◆ WHAT YOU HAVE TO DO ◆
Without skipping any entry, transcribe the data word for word.

Saved entries
○ ○ ○

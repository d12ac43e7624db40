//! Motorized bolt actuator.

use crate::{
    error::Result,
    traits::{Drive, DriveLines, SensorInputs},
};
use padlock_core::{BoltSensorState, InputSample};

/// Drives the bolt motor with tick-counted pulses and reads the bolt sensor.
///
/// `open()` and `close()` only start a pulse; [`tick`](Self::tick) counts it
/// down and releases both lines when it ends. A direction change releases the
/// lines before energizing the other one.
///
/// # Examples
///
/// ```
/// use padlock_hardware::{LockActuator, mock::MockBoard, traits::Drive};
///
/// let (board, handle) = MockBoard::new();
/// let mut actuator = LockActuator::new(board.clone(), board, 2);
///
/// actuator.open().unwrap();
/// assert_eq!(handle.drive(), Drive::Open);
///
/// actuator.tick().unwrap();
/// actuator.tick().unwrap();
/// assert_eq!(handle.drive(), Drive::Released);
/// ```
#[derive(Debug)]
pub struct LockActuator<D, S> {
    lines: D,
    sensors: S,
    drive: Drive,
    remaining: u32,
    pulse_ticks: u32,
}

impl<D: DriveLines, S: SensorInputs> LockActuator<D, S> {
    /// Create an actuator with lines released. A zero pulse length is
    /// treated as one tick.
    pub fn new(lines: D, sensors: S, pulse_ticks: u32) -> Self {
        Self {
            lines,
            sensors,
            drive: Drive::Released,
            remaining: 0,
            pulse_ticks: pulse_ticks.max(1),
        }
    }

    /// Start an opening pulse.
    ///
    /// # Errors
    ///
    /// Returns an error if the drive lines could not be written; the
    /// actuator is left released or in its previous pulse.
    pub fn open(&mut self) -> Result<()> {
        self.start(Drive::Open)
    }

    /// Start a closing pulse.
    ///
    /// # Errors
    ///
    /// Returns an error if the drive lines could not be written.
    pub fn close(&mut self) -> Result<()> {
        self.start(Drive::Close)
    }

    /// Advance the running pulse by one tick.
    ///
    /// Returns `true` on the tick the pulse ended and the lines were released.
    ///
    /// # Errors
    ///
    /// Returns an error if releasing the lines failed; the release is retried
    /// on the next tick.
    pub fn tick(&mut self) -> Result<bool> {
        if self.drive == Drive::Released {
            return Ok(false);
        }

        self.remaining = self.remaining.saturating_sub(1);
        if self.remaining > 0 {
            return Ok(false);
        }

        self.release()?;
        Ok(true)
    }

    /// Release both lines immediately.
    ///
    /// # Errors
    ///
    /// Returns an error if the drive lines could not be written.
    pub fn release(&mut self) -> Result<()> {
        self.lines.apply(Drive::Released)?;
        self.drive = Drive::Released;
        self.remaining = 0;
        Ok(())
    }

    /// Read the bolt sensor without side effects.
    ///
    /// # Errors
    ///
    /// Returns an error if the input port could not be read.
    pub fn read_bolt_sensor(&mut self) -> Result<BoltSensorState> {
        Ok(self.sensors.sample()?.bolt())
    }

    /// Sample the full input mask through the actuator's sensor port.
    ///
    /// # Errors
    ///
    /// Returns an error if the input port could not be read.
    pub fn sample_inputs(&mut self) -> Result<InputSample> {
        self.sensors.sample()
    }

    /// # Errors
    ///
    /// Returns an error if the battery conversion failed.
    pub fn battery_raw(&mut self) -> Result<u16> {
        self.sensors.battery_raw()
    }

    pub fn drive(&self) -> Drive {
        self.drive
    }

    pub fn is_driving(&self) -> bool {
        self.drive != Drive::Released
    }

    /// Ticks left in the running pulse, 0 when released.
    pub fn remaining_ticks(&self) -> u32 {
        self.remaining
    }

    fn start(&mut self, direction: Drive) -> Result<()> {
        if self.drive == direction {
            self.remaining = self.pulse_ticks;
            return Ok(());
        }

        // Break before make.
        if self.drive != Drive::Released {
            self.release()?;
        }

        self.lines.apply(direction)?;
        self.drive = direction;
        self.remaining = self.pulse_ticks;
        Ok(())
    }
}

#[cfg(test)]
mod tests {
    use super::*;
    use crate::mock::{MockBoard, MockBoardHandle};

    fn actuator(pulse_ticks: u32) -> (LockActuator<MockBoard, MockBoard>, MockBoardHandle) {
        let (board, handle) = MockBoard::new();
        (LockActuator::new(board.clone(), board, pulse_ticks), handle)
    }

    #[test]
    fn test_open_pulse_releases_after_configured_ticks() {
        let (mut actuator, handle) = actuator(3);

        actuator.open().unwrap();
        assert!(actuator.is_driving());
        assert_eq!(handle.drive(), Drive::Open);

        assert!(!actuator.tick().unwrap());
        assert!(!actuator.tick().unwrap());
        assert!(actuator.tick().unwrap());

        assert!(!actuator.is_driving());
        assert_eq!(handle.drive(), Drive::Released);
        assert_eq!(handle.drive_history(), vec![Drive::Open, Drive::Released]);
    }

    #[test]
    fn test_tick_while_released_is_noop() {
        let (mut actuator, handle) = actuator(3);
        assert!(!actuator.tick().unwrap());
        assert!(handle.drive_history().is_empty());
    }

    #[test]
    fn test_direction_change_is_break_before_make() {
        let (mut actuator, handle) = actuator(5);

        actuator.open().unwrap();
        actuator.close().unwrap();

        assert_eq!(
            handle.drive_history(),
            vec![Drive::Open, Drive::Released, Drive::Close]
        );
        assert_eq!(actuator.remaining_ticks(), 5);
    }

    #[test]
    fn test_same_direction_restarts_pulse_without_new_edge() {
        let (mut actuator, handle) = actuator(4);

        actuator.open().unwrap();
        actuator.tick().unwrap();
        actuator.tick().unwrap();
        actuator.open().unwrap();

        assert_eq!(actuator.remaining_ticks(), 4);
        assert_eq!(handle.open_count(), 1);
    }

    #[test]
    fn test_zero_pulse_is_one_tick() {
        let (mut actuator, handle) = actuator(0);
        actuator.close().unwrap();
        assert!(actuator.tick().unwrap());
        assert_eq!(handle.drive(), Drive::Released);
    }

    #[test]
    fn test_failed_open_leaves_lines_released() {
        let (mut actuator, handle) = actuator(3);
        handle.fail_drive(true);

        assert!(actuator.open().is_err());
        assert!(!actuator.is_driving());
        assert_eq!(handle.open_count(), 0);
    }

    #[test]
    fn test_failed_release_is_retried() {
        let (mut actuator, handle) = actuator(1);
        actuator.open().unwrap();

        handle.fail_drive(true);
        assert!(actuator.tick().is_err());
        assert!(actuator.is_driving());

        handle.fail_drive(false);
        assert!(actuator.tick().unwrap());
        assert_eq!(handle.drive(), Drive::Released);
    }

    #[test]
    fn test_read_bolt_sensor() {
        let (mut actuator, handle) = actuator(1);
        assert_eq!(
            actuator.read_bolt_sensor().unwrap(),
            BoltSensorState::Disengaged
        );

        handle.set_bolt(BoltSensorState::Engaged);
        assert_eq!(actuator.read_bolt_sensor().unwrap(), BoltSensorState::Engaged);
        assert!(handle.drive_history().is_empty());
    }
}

○ ○ ○

◆ RESPONSE ◆
repository d12ac43e7624db40
//! Motorized bolt actuator.

use crate::{
    error::Result,
    traits::{Drive, DriveLines, SensorInputs},
};
use padlock_core::{BoltSensorState, InputSample};

/// Drives the bolt motor with tick-counted pulses and reads the bolt sensor.
///
/// `open()` and `close()` only start a pulse; [`tick`](Self::tick) counts it
/// down and releases both lines when it ends. A direction change releases the
/// lines before energizing the other one.
///
/// # Examples
///
/// ```
/// use padlock_hardware::{LockActuator, mock::MockBoard, traits::Drive};
///
/// let (board, handle) = MockBoard::new();
/// let mut actuator = LockActuator::new(board.clone(), board, 2);
///
/// actuator.open().unwrap();
/// assert_eq!(handle.drive(), Drive::Open);
///
/// actuator.tick().unwrap();
/// actuator.tick().unwrap();
/// assert_eq!(handle.drive(), Drive::Released);
/// ```
#[derive(Debug)]
pub struct LockActuator<D, S> {
    lines: D,
    sensors: S,
    drive: Drive,
    remaining: u32,
    pulse_ticks: u32,
}

impl<D: DriveLines, S: SensorInputs> LockActuator<D, S> {
    /// Create an actuator with lines released. A zero pulse length is
    /// treated as one tick.
    pub fn new(lines: D, sensors: S, pulse_ticks: u32) -> Self {
        Self {
            lines,
            sensors,
            drive: Drive::Released,
            remaining: 0,
            pulse_ticks: pulse_ticks.max(1),
        }
    }

    /// Start an opening pulse.
    ///
    /// # Errors
    ///
    /// Returns an error if the drive lines could not be written; the
    /// actuator is left released or in its previous pulse.
    pub fn open(&mut self) -> Result<()> {
        self.start(Drive::Open)
    }

    /// Start a closing pulse.
    ///
    /// # Errors
    ///
    /// Returns an error if the drive lines could not be written.
    pub fn close(&mut self) -> Result<()> {
        self.start(Drive::Close)
    }

    /// Advance the running pulse by one tick.
    ///
    /// Returns `true` on the tick the pulse ended and the lines were released.
    ///
    /// # Errors
    ///
    /// Returns an error if releasing the lines failed; the release is retried
    /// on the next tick.
    pub fn tick(&mut self) -> Result<bool> {
        if self.drive == Drive::Released {
            return Ok(false);
        }

        self.remaining = self.remaining.saturating_sub(1);
        if self.remaining > 0 {
            return Ok(false);
        }

        self.release()?;
        Ok(true)
    }

    /// Release both lines immediately.
    ///
    /// # Errors
    ///
    /// Returns an error if the drive lines could not be written.
    pub fn release(&mut self) -> Result<()> {
        self.lines.apply(Drive::Released)?;
        self.drive = Drive::Released;
        self.remaining = 0;
        Ok(())
    }

    /// Read the bolt sensor without side effects.
    ///
    /// # Errors
    ///
    /// Returns an error if the input port could not be read.
    pub fn read_bolt_sensor(&mut self) -> Result<BoltSensorState> {
        Ok(self.sensors.sample()?.bolt())
    }

    /// Sample the full input mask through the actuator's sensor port.
    ///
    /// # Errors
    ///
    /// Returns an error if the input port could not be read.
    pub fn sample_inputs(&mut self) -> Result<InputSample> {
        self.sensors.sample()
    }

    /// # Errors
    ///
    /// Returns an error if the battery conversion failed.
    pub fn battery_raw(&mut self) -> Result<u16> {
        self.sensors.battery_raw()
    }

    pub fn drive(&self) -> Drive {
        self.drive
    }

    pub fn is_driving(&self) -> bool {
        self.drive != Drive::Released
    }

    /// Ticks left in the running pulse, 0 when released.
    pub fn remaining_ticks(&self) -> u32 {
        self.remaining
    }

    fn start(&mut self, direction: Drive) -> Result<()> {
        if self.drive == direction {
            self.remaining = self.pulse_ticks;
            return Ok(());
        }

        // Break before make.
        if self.drive != Drive::Released {
            self.release()?;
        }

        self.lines.apply(direction)?;
        self.drive = direction;
        self.remaining = self.pulse_ticks;
        Ok(())
    }
}

#[cfg(test)]
mod tests {
    use super::*;
    use crate::mock::{MockBoard, MockBoardHandle};

    fn actuator(pulse_ticks: u32) -> (LockActuator<MockBoard, MockBoard>, MockBoardHandle) {
        let (board, handle) = MockBoard::new();
        (LockActuator::new(board.clone(), board, pulse_ticks), handle)
    }

    #[test]
    fn test_open_pulse_releases_after_configured_ticks() {
        let (mut actuator, handle) = actuator(3);

        actuator.open().unwrap();
        assert!(actuator.is_driving());
        assert_eq!(handle.drive(), Drive::Open);

        assert!(!actuator.tick().unwrap());
        assert!(!actuator.tick().unwrap());
        assert!(actuator.tick().unwrap());

        assert!(!actuator.is_driving());
        assert_eq!(handle.drive(), Drive::Released);
        assert_eq!(handle.drive_history(), vec![Drive::Open, Drive::Released]);
    }

    #[test]
    fn test_tick_while_released_is_noop() {
        let (mut actuator, handle) = actuator(3);
        assert!(!actuator.tick().unwrap());
        assert!(handle.drive_history().is_empty());
    }

    #[test]
    fn test_direction_change_is_break_before_make() {
        let (mut actuator, handle) = actuator(5);

        actuator.open().unwrap();
        actuator.close().unwrap();

        assert_eq!(
            handle.drive_history(),
            vec![Drive::Open, Drive::Released, Drive::Close]
        );
        assert_eq!(actuator.remaining_ticks(), 5);
    }

    #[test]
    fn test_same_direction_restarts_pulse_without_new_edge() {
        let (mut actuator, handle) = actuator(4);

        actuator.open().unwrap();
        actuator.tick().unwrap();
        actuator.tick().unwrap();
        actuator.open().unwrap();

        assert_eq!(actuator.remaining_ticks(), 4);
        assert_eq!(handle.open_count(), 1);
    }

    #[test]
    fn test_zero_pulse_is_one_tick() {
        let (mut actuator, handle) = actuator(0);
        actuator.close().unwrap();
        assert!(actuator.tick().unwrap());
        assert_eq!(handle.drive(), Drive::Released);
    }

    #[test]
    fn test_failed_open_leaves_lines_released() {
        let (mut actuator, handle) = actuator(3);
        handle.fail_drive(true);

        assert!(actuator.open().is_err());
        assert!(!actuator.is_driving());
        assert_eq!(handle.open_count(), 0);
    }

    #[test]
    fn test_failed_release_is_retried() {
        let (mut actuator, handle) = actuator(1);
        actuator.open().unwrap();

        handle.fail_drive(true);
        assert!(actuator.tick().is_err());
        assert!(actuator.is_driving());

        handle.fail_drive(false);
        assert!(actuator.tick().unwrap());
        assert_eq!(handle.drive(), Drive::Released);
    }

    #[test]
    fn test_read_bolt_sensor() {
        let (mut actuator, handle) = actuator(1);
        assert_eq!(
            actuator.read_bolt_sensor().unwrap(),
            BoltSensorState::Disengaged
        );

        handle.set_bolt(BoltSensorState::Engaged);
        assert_eq!(actuator.read_bolt_sensor().unwrap(), BoltSensorState::Engaged);
        assert!(handle.drive_history().is_empty());
    }
}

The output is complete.